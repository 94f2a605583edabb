use log::LevelFilter;
use log4rs::append::console::{ConsoleAppender, Target};
use log4rs::config::{Appender, Config, Logger, Root};
use log4rs::encode::pattern::PatternEncoder;

/// Chatty dependencies that would otherwise drown the crawl log, and the
/// loudest level each one keeps even under `--verbose`.
const QUIET_MODULES: &[(&str, LevelFilter)] = &[
    ("rustls", LevelFilter::Error),
    ("html5ever", LevelFilter::Error),
    ("hickory_resolver", LevelFilter::Error),
    ("hyper_util", LevelFilter::Error),
];

/// Stderr logging for the whole process. Verbose mode lowers the root level
/// to debug; the per-module caps above apply either way.
pub fn init_logger(is_verbose: bool) -> log4rs::Handle {
    let root_level = if is_verbose {
        LevelFilter::Debug
    } else {
        LevelFilter::Info
    };

    let console = ConsoleAppender::builder()
        .target(Target::Stderr)
        .encoder(Box::new(PatternEncoder::new(
            "{d(%H:%M:%S%.3f)} {h({l:<5})} [{t}] {m}{n}",
        )))
        .build();

    let mut builder =
        Config::builder().appender(Appender::builder().build("console", Box::new(console)));
    for &(module, level) in QUIET_MODULES {
        builder = builder.logger(Logger::builder().build(module, level));
    }

    let config = builder
        .build(Root::builder().appender("console").build(root_level))
        .expect("could not config logger");

    log4rs::init_config(config).expect("could not start logger")
}
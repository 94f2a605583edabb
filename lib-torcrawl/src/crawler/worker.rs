use std::sync::Arc;
use tokio::time::{self, Duration};
use tokio_util::sync::CancellationToken;

use super::counter::Counter;
use super::downloader::Downloader;
use super::frontier::{Frontier, Task};
use super::limiter::RateLimiter;
use super::parser;
use super::sink::{Record, Sink};
use crate::Error;

/// One unit of the worker pool: dequeues, rate-limits, fetches, records and
/// enqueues children, until the frontier closes or the crawl is cancelled.
pub struct CrawlWorker {
    pub(super) downloader: Arc<dyn Downloader>,
    pub(super) frontier: Arc<Frontier>,
    pub(super) limiter: Arc<RateLimiter>,
    pub(super) counter: Arc<Counter>,
    pub(super) sink: Arc<dyn Sink>,
    pub(super) max_depth: u16,
    pub(super) request_timeout: Duration,
}

impl CrawlWorker {
    pub async fn run(self, worker_id: usize, cancel: CancellationToken) -> Result<(), Error> {
        log::debug!("worker {} started", worker_id);

        loop {
            let task = tokio::select! {
                _ = cancel.cancelled() => {
                    log::debug!("worker {} interrupted", worker_id);
                    return Err(Error::Interrupted);
                }
                task = self.frontier.next() => match task {
                    Some(task) => task,
                    None => {
                        log::debug!("frontier dried; worker {} stopping", worker_id);
                        return Ok(());
                    }
                },
            };

            // In-flight from the moment of dequeue. Anything less and the
            // drain check could close the frontier under our feet while we
            // sit in the limiter queue.
            self.frontier.mark_start();

            let admitted = self.limiter.wait(&cancel).await;
            if admitted.is_ok() {
                self.process(task).await;
            }

            self.counter.register_closed();
            self.frontier.mark_done();

            if let Err(interrupted) = admitted {
                return Err(interrupted);
            }
        }
    }

    /// Fetch one page, publish its record, and push its children. The record
    /// always goes out before any child is enqueued, so tree sinks see the
    /// parent exist first.
    async fn process(&self, task: Task) {
        // Download, but be quick about it.
        let fetched = time::timeout(self.request_timeout, self.downloader.download(&task.url));

        match fetched.await {
            Ok(Ok(downloaded)) => {
                let links = parser::extract_links(&downloaded.content, &task.url);
                log::debug!("at {}: found {} links", task.url, links.len());

                let record = Record::response(&task, downloaded.status_code, links.len());
                if let Err(error) = self.sink.publish(record).await {
                    log::warn!("sink failed at {}: {}", task.url, error);
                }

                let next_depth = task.depth.saturating_add(1);
                if next_depth <= self.max_depth {
                    for child in links {
                        self.frontier.enqueue_if_new(Task {
                            url: child,
                            depth: next_depth,
                            parent: Some(task.url.clone()),
                        });
                    }
                }
            }
            Ok(Err(error)) => {
                log::warn!("at {} got: {}", task.url, error);
                self.record_failure(&task).await;
            }
            Err(_) => {
                log::warn!("at {}: got timeout", task.url);
                self.record_failure(&task).await;
            }
        }
    }

    async fn record_failure(&self, task: &Task) {
        self.counter.register_error();

        let record = Record::fetch_failure(task);
        if let Err(error) = self.sink.publish(record).await {
            log::warn!("sink failed at {}: {}", task.url, error);
        }
    }
}
fn display_name(path: &Path) -> String {
    path.file_name()
        .map(|n| n.to_string_lossy().into_owned())
        .unwrap_or_else(|| path.display().to_string())
}

#[cfg(test)]
mod tests {
    use super::*;
    use crate::core::planner::ItemKind;
    use tempfile::tempdir;

    #[test]
    fn test_ensure_contained_rejects_escapes() {
        assert!(ensure_contained(Path::new("a/b/c.txt")).is_ok());
        assert!(ensure_contained(Path::new("../outside.txt")).is_err());
        assert!(ensure_contained(Path::new("a/../../outside.txt")).is_err());
        #[cfg(unix)]
        assert!(ensure_contained(Path::new("/abs/path.txt")).is_err());
    }

    #[test]
    fn test_destination_for_flat_uses_basename() {
        let item = PlanItem {
            kind: ItemKind::File,
            source: PathBuf::from("/in/photo.jpg"),
            relative: None,
        };
        let dest = destination_for(&item, Path::new("/out")).unwrap();
        assert_eq!(dest, PathBuf::from("/out/photo.jpg"));
    }

    #[test]
    fn test_destination_for_preserved_joins_relative() {
        let item = PlanItem {
            kind: ItemKind::File,
            source: PathBuf::from("/in/case/photo.jpg"),
            relative: Some(PathBuf::from("case/photo.jpg")),
        };
        let dest = destination_for(&item, Path::new("/out")).unwrap();
        assert_eq!(dest, PathBuf::from("/out/case/photo.jpg"));
    }

    #[test]
    fn test_outcome_key_prefers_relative() {
        let item = PlanItem {
            kind: ItemKind::File,
            source: PathBuf::from("/in/case/photo.jpg"),
            relative: Some(PathBuf::from("case/photo.jpg")),
        };
        assert_eq!(outcome_key(&item), "case/photo.jpg");
    }

    #[test]
    fn test_ask_policy_resolves_to_copy() {
        let dir = tempdir().unwrap();
        let file = dir.path().join("a.txt");
        std::fs::write(&file, b"x").unwrap();

        let operation = Operation::new(
            Options {
                same_drive_policy: SameDrivePolicy::Ask,
                ..Options::default()
            },
            Callbacks::new(),
        );
        assert_eq!(
            operation.resolve_mode(&[file], dir.path()),
            RunMode::Copy
        );
    }

    #[test]
    fn test_always_move_on_same_device_resolves_to_move() {
        let dir = tempdir().unwrap();
        let file = dir.path().join("a.txt");
        std::fs::write(&file, b"x").unwrap();
        let dest = dir.path().join("out");
        std::fs::create_dir_all(&dest).unwrap();

        let operation = Operation::new(
            Options {
                same_drive_policy: SameDrivePolicy::AlwaysMove,
                ..Options::default()
            },
            Callbacks::new(),
        );
        assert_eq!(operation.resolve_mode(&[file], &dest), RunMode::Move);
    }

    #[test]
    fn test_always_move_with_missing_selection_falls_back_to_copy() {
        let dir = tempdir().unwrap();
        let operation = Operation::new(
            Options {
                same_drive_policy: SameDrivePolicy::AlwaysMove,
                ..Options::default()
            },
            Callbacks::new(),
        );
        // Unresolvable probe answers false, which forces copy mode
        assert_eq!(
            operation.resolve_mode(
                &[PathBuf::from("/nonexistent/selection")],
                dir.path()
            ),
            RunMode::Copy
        );
    }
}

========

YOUR GOAL:
In this exercise, every line of the listing is to be output exactly.

TASK RESPONSE:
repository 94f2a605583edabb
use log::LevelFilter;
use log4rs::append::console::{ConsoleAppender, Target};
use log4rs::config::{Appender, Config, Logger, Root};
use log4rs::encode::pattern::PatternEncoder;

/// Chatty dependencies that would otherwise drown the crawl log, and the
/// loudest level each one keeps even under `--verbose`.
const QUIET_MODULES: &[(&str, LevelFilter)] = &[
    ("rustls", LevelFilter::Error),
    ("html5ever", LevelFilter::Error),
    ("hickory_resolver", LevelFilter::Error),
    ("hyper_util", LevelFilter::Error),
];

/// Stderr logging for the whole process. Verbose mode lowers the root level
/// to debug; the per-module caps above apply either way.
pub fn init_logger(is_verbose: bool) -> log4rs::Handle {
    let root_level = if is_verbose {
        LevelFilter::Debug
    } else {
        LevelFilter::Info
    };

    let console = ConsoleAppender::builder()
        .target(Target::Stderr)
        .encoder(Box::new(PatternEncoder::new(
            "{d(%H:%M:%S%.3f)} {h({l:<5})} [{t}] {m}{n}",
        )))
        .build();

    let mut builder =
        Config::builder().appender(Appender::builder().build("console", Box::new(console)));
    for &(module, level) in QUIET_MODULES {
        builder = builder.logger(Logger::builder().build(module, level));
    }

    let config = builder
        .build(Root::builder().appender("console").build(root_level))
        .expect("could not config logger");

    log4rs::init_config(config).expect("could not start logger")
}
repository 94f2a605583edabb
filename lib-torcrawl/src/crawler/worker.rs
use std::sync::Arc;
use tokio::time::{self, Duration};
use tokio_util::sync::CancellationToken;

use super::counter::Counter;
use super::downloader::Downloader;
use super::frontier::{Frontier, Task};
use super::limiter::RateLimiter;
use super::parser;
use super::sink::{Record, Sink};
use crate::Error;

/// One unit of the worker pool: dequeues, rate-limits, fetches, records and
/// enqueues children, until the frontier closes or the crawl is cancelled.
pub struct CrawlWorker {
    pub(super) downloader: Arc<dyn Downloader>,
    pub(super) frontier: Arc<Frontier>,
    pub(super) limiter: Arc<RateLimiter>,
    pub(super) counter: Arc<Counter>,
    pub(super) sink: Arc<dyn Sink>,
    pub(super) max_depth: u16,
    pub(super) request_timeout: Duration,
}

impl CrawlWorker {
    pub async fn run(self, worker_id: usize, cancel: CancellationToken) -> Result<(), Error> {
        log::debug!("worker {} started", worker_id);

        loop {
            let task = tokio::select! {
                _ = cancel.cancelled() => {
                    log::debug!("worker {} interrupted", worker_id);
                    return Err(Error::Interrupted);
                }
                task = self.frontier.next() => match task {
                    Some(task) => task,
                    None => {
                        log::debug!("frontier dried; worker {} stopping", worker_id);
                        return Ok(());
                    }
                },
            };

            // In-flight from the moment of dequeue. Anything less and the
            // drain check could close the frontier under our feet while we
            // sit in the limiter queue.
            self.frontier.mark_start();

            let admitted = self.limiter.wait(&cancel).await;
            if admitted.is_ok() {
                self.process(task).await;
            }

            self.counter.register_closed();
            self.frontier.mark_done();

            if let Err(interrupted) = admitted {
                return Err(interrupted);
            }
        }
    }

    /// Fetch one page, publish its record, and push its children. The record
    /// always goes out before any child is enqueued, so tree sinks see the
    /// parent exist first.
    async fn process(&self, task: Task) {
        // Download, but be quick about it.
        let fetched = time::timeout(self.request_timeout, self.downloader.download(&task.url));

        match fetched.await {
            Ok(Ok(downloaded)) => {
                let links = parser::extract_links(&downloaded.content, &task.url);
                log::debug!("at {}: found {} links", task.url, links.len());

                let record = Record::response(&task, downloaded.status_code, links.len());
                if let Err(error) = self.sink.publish(record).await {
                    log::warn!("sink failed at {}: {}", task.url, error);
                }

                let next_depth = task.depth.saturating_add(1);
                if next_depth <= self.max_depth {
                    for child in links {
                        self.frontier.enqueue_if_new(Task {
                            url: child,
                            depth: next_depth,
                            parent: Some(task.url.clone()),
                        });
                    }
                }
            }
            Ok(Err(error)) => {
                log::warn!("at {} got: {}", task.url, error);
                self.record_failure(&task).await;
            }
            Err(_) => {
                log::warn!("at {}: got timeout", task.url);
                self.record_failure(&task).await;
            }
        }
    }

    async fn record_failure(&self, task: &Task) {
        self.counter.register_error();

        let record = Record::fetch_failure(task);
        if let Err(error) = self.sink.publish(record).await {
            log::warn!("sink failed at {}: {}", task.url, error);
        }
    }
}
fn display_name(path: &Path) -> String {
    path.file_name()
        .map(|n| n.to_string_lossy().into_owned())
        .unwrap_or_else(|| path.display().to_string())
}

#[cfg(test)]
mod tests {
    use super::*;
    use crate::core::planner::ItemKind;
    use tempfile::tempdir;

    #[test]
    fn test_ensure_contained_rejects_escapes() {
        assert!(ensure_contained(Path::new("a/b/c.txt")).is_ok());
        assert!(ensure_contained(Path::new("../outside.txt")).is_err());
        assert!(ensure_contained(Path::new("a/../../outside.txt")).is_err());
        #[cfg(unix)]
        assert!(ensure_contained(Path::new("/abs/path.txt")).is_err());
    }

    #[test]
    fn test_destination_for_flat_uses_basename() {
        let item = PlanItem {
            kind: ItemKind::File,
            source: PathBuf::from("/in/photo.jpg"),
            relative: None,
        };
        let dest = destination_for(&item, Path::new("/out")).unwrap();
        assert_eq!(dest, PathBuf::from("/out/photo.jpg"));
    }

    #[test]
    fn test_destination_for_preserved_joins_relative() {
        let item = PlanItem {
            kind: ItemKind::File,
            source: PathBuf::from("/in/case/photo.jpg"),
            relative: Some(PathBuf::from("case/photo.jpg")),
        };
        let dest = destination_for(&item, Path::new("/out")).unwrap();
        assert_eq!(dest, PathBuf::from("/out/case/photo.jpg"));
    }

    #[test]
    fn test_outcome_key_prefers_relative() {
        let item = PlanItem {
            kind: ItemKind::File,
            source: PathBuf::from("/in/case/photo.jpg"),
            relative: Some(PathBuf::from("case/photo.jpg")),
        };
        assert_eq!(outcome_key(&item), "case/photo.jpg");
    }

    #[test]
    fn test_ask_policy_resolves_to_copy() {
        let dir = tempdir().unwrap();
        let file = dir.path().join("a.txt");
        std::fs::write(&file, b"x").unwrap();

        let operation = Operation::new(
            Options {
                same_drive_policy: SameDrivePolicy::Ask,
                ..Options::default()
            },
            Callbacks::new(),
        );
        assert_eq!(
            operation.resolve_mode(&[file], dir.path()),
            RunMode::Copy
        );
    }

    #[test]
    fn test_always_move_on_same_device_resolves_to_move() {
        let dir = tempdir().unwrap();
        let file = dir.path().join("a.txt");
        std::fs::write(&file, b"x").unwrap();
        let dest = dir.path().join("out");
        std::fs::create_dir_all(&dest).unwrap();

        let operation = Operation::new(
            Options {
                same_drive_policy: SameDrivePolicy::AlwaysMove,
                ..Options::default()
            },
            Callbacks::new(),
        );
        assert_eq!(operation.resolve_mode(&[file], &dest), RunMode::Move);
    }

    #[test]
    fn test_always_move_with_missing_selection_falls_back_to_copy() {
        let dir = tempdir().unwrap();
        let operation = Operation::new(
            Options {
                same_drive_policy: SameDrivePolicy::AlwaysMove,
                ..Options::default()
            },
            Callbacks::new(),
        );
        // Unresolvable probe answers false, which forces copy mode
        assert_eq!(
            operation.resolve_mode(
                &[PathBuf::from("/nonexistent/selection")],
                dir.path()
            ),
            RunMode::Copy
        );
    }
}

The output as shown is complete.